LPHS – Entering My 18th Year. Will This Ever End?…

Hi, my name is Robyn but my friends call me Cutsnake. They started calling me that when I was a teenager as I was ‘mad as a cut snake’… However, things have changed alot since those crazy days.

When I was around 20 I was diagnosed with LPHS after having spent the previous 6 months trying to find a Urologist or Neurologist who could tell me what on earth was going on with me. I was passing huge amounts of blood in my urine (which was so full of blood that it looked like red wine), and in so much pain that all I did was roll around the bed crying and calling out in pain.

FINALLY, I found a neurologist who diagnosed me, and although he advised me that it was unknown at that time as to what actually causes LPHS, he did tell me that there had been some data which indicated that a reasonably high percentage of the very few people worldwide who have this disease, had at some time during their childhood been on various types of antibiotics (IV) whilst being in hospital. Sure enough, this jived with my history….

When I was 6 yrs of age, I was burnt in a fire and spent 4 months or thereabouts in hospital, having a particular antibiotic running through my drip. This antibiotic has now been shown to cause kidney and liver problems in children, years later, and is therefore no longer recommended for use in children (and when used in adults, only if regular blood tests are undertaken to test for toxicity – particularly given the antibiotic itself can cause kidney and liver failure). The antibiotic I speak of is called Gentamicin.

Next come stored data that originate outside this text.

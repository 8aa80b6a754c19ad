use crate::schema::repositories;
use chrono::NaiveDateTime;
use diesel::prelude::*;
use serde::{Deserialize, Serialize};

// Repository model - a named grouping of packages
#[derive(Queryable, Selectable, Serialize, Deserialize, Debug, Clone, PartialEq)]
#[diesel(table_name = repositories)]
#[diesel(check_for_backend(diesel::sqlite::Sqlite))]
pub struct Repository {
    pub id: i32,
    pub name: String,
    pub created_at: NaiveDateTime,
}

#[derive(Insertable, Debug)]
#[diesel(table_name = repositories)]
pub struct NewRepository {
    pub name: String,
    pub created_at: NaiveDateTime,
}

impl NewRepository {
    pub fn new(name: String) -> Self {
        Self {
            name,
            created_at: chrono::Utc::now().naive_utc(),
        }
    }
}

#[derive(Serialize, Debug, Clone, PartialEq)]
pub struct RepositorySummary {
    pub name: String,
    pub package_count: usize,
    pub created_at: NaiveDateTime,
}
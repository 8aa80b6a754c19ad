use crate::database::StorageTier;
use log::info;
use std::env;
use std::time::Duration;

/// Requested storage tier for every table the record store creates.
#[derive(Debug, Clone, Copy, PartialEq, Eq)]
pub struct TableTiers {
    pub repositories: StorageTier,
    pub packages: StorageTier,
    pub releases: StorageTier,
    pub owners: StorageTier,
    pub downloads: StorageTier,
}

impl Default for TableTiers {
    fn default() -> Self {
        Self::uniform(StorageTier::Durable)
    }
}

impl TableTiers {
    pub fn uniform(tier: StorageTier) -> Self {
        Self {
            repositories: tier,
            packages: tier,
            releases: tier,
            owners: tier,
            downloads: tier,
        }
    }
}

#[derive(Debug, Clone)]
pub struct UpstreamConfig {
    pub enabled: bool,
    pub api_url: String,
    pub repo_url: String,
    /// Repository name given to packages cached from upstream
    pub repository: String,
    pub timeout: Duration,
}

impl Default for UpstreamConfig {
    fn default() -> Self {
        Self {
            enabled: true,
            api_url: "https://hex.pm/api".to_string(),
            repo_url: "https://repo.hex.pm".to_string(),
            repository: "hexpm".to_string(),
            timeout: Duration::from_secs(30),
        }
    }
}

#[derive(Debug, Clone)]
pub struct AppConfig {
    pub data_dir: String,
    pub database_url: String,
    pub blob_dir: String,
    pub node_name: Option<String>,
    pub table_tiers: TableTiers,
    pub upstream: UpstreamConfig,
    pub default_per_page: u32,
    pub max_per_page: u32,
    pub recent_download_days: i64,
}

impl Default for AppConfig {
    fn default() -> Self {
        Self {
            data_dir: "./data".to_string(),
            database_url: "./data/depot.db".to_string(),
            blob_dir: "./data/blobs".to_string(),
            node_name: None,
            table_tiers: TableTiers::default(),
            upstream: UpstreamConfig::default(),
            default_per_page: 30,
            max_per_page: 100,
            recent_download_days: 90,
        }
    }
}

fn env_parse<T: std::str::FromStr>(key: &str, default: T) -> T {
    env::var(key)
        .ok()
        .and_then(|value| value.trim().parse::<T>().ok())
        .unwrap_or(default)
}

fn env_tier(key: &str) -> StorageTier {
    env::var(key)
        .ok()
        .and_then(|value| value.parse::<StorageTier>().ok())
        .unwrap_or(StorageTier::Durable)
}

impl AppConfig {
    pub fn from_env() -> Self {
        let defaults = Self::default();

        let data_dir = env::var("DEPOT_DATA_DIR").unwrap_or(defaults.data_dir);

        let database_url =
            env::var("DEPOT_DATABASE_URL").unwrap_or_else(|_| format!("{data_dir}/depot.db"));

        let blob_dir = env::var("DEPOT_BLOB_DIR").unwrap_or_else(|_| format!("{data_dir}/blobs"));

        let node_name = env::var("DEPOT_NODE_NAME")
            .ok()
            .map(|name| name.trim().to_string())
            .filter(|name| !name.is_empty());

        let table_tiers = TableTiers {
            repositories: env_tier("DEPOT_TIER_REPOSITORIES"),
            packages: env_tier("DEPOT_TIER_PACKAGES"),
            releases: env_tier("DEPOT_TIER_RELEASES"),
            owners: env_tier("DEPOT_TIER_OWNERS"),
            downloads: env_tier("DEPOT_TIER_DOWNLOADS"),
        };

        let upstream = UpstreamConfig {
            enabled: env_parse("DEPOT_UPSTREAM_ENABLED", defaults.upstream.enabled),
            api_url: env::var("DEPOT_UPSTREAM_API_URL")
                .map(|url| url.trim_end_matches('/').to_string())
                .unwrap_or(defaults.upstream.api_url),
            repo_url: env::var("DEPOT_UPSTREAM_REPO_URL")
                .map(|url| url.trim_end_matches('/').to_string())
                .unwrap_or(defaults.upstream.repo_url),
            repository: env::var("DEPOT_UPSTREAM_REPOSITORY")
                .unwrap_or(defaults.upstream.repository),
            timeout: Duration::from_secs(env_parse("DEPOT_UPSTREAM_TIMEOUT_SECS", 30u64)),
        };

        let default_per_page = env_parse("DEPOT_DEFAULT_PER_PAGE", defaults.default_per_page);
        let max_per_page = env_parse("DEPOT_MAX_PER_PAGE", defaults.max_per_page).max(1);
        let recent_download_days =
            env_parse("DEPOT_RECENT_DOWNLOAD_DAYS", defaults.recent_download_days);

        info!("Configuration loaded:");
        info!("  Data Directory: {data_dir}");
        info!("  Database URL: {database_url}");
        info!("  Blob Directory: {blob_dir}");
        info!(
            "  Node Name: {}",
            node_name.as_deref().unwrap_or("<none>")
        );
        info!("  Table Tiers: {table_tiers:?}");
        info!("  Upstream Enabled: {}", upstream.enabled);
        info!("  Upstream API: {}", upstream.api_url);
        info!("  Upstream Repo: {}", upstream.repo_url);
        info!("  Upstream Timeout: {:?}", upstream.timeout);
        info!("  Page Size: {default_per_page} (max {max_per_page})");

        Self {
            data_dir,
            database_url,
            blob_dir,
            node_name,
            table_tiers,
            upstream,
            default_per_page,
            max_per_page,
            recent_download_days,
        }
    }

    /// Config for an ephemeral node: no identity, upstream disabled.
    pub fn ephemeral() -> Self {
        Self {
            upstream: UpstreamConfig {
                enabled: false,
                ..UpstreamConfig::default()
            },
            ..Self::default()
        }
    }
}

Anyway, the crux of the matter is that I have now been living with LPHS for coming up 18 years. My life (or existence)is pretty miserable. The pain itself is the debilitating part of the whole thing. Of course I’ve been on huge amounts of opiates for the duration, and I guess I am now what you’d call an addict. No, I’d be really really crook if I were to stop taking my painkillers abruptly, but they no longer narcotize me (I don’t go on the nod or anything like that) – but rather, just help to control the pain.

LPHS has destroyed my life in a lot of ways, although probably because I let it do so. It is very easy to become depressed when you have a chronic illness or pain problem. Although my GP and kidney specialists all tried to get me to deal with my depression, I didn’t do anything about it myself until I was just about ready to ‘end it all’.

Obviously, my partner of 15 odd years got sick of seeing me in pain all of the time, and got sick of never being able to just go and have a night out without having to worry about whether I’d be too sick on the night to be able to go, and so he just ended up packing his bags and leaving me with our daughter who was only 6 at the time. She’s 9 now, and the light of my life. Without her, I don’t know what I would have done.

But, by him walking out, it forced me to have to deal with my depression, because I knew if I didn’t, I’d be consumed by it and then there would be nobody to really take care of my daughter.

I guess I’ll now be on antidepressants for the rest of my life, and although that doesn’t sit well with me, I guess its better than the alternative.

We are learning that although I’m in pain and really unwell most of the time, that we can do it, and we can be happy while we are. If I hadn’t had my daughter that I had to care for, I think I’d have just given up and spent ALL of my time in bed or on the couch, rather than just the significant amount of time that I was.

No, I’d love to be free of LPHS, but I’m guessing that’s just a fantasy and I’ll just have to live with it for the rest of my life. Yes, I am sick of being sick all of the time, but what else am I going to do? It’s pretty much out of my hands.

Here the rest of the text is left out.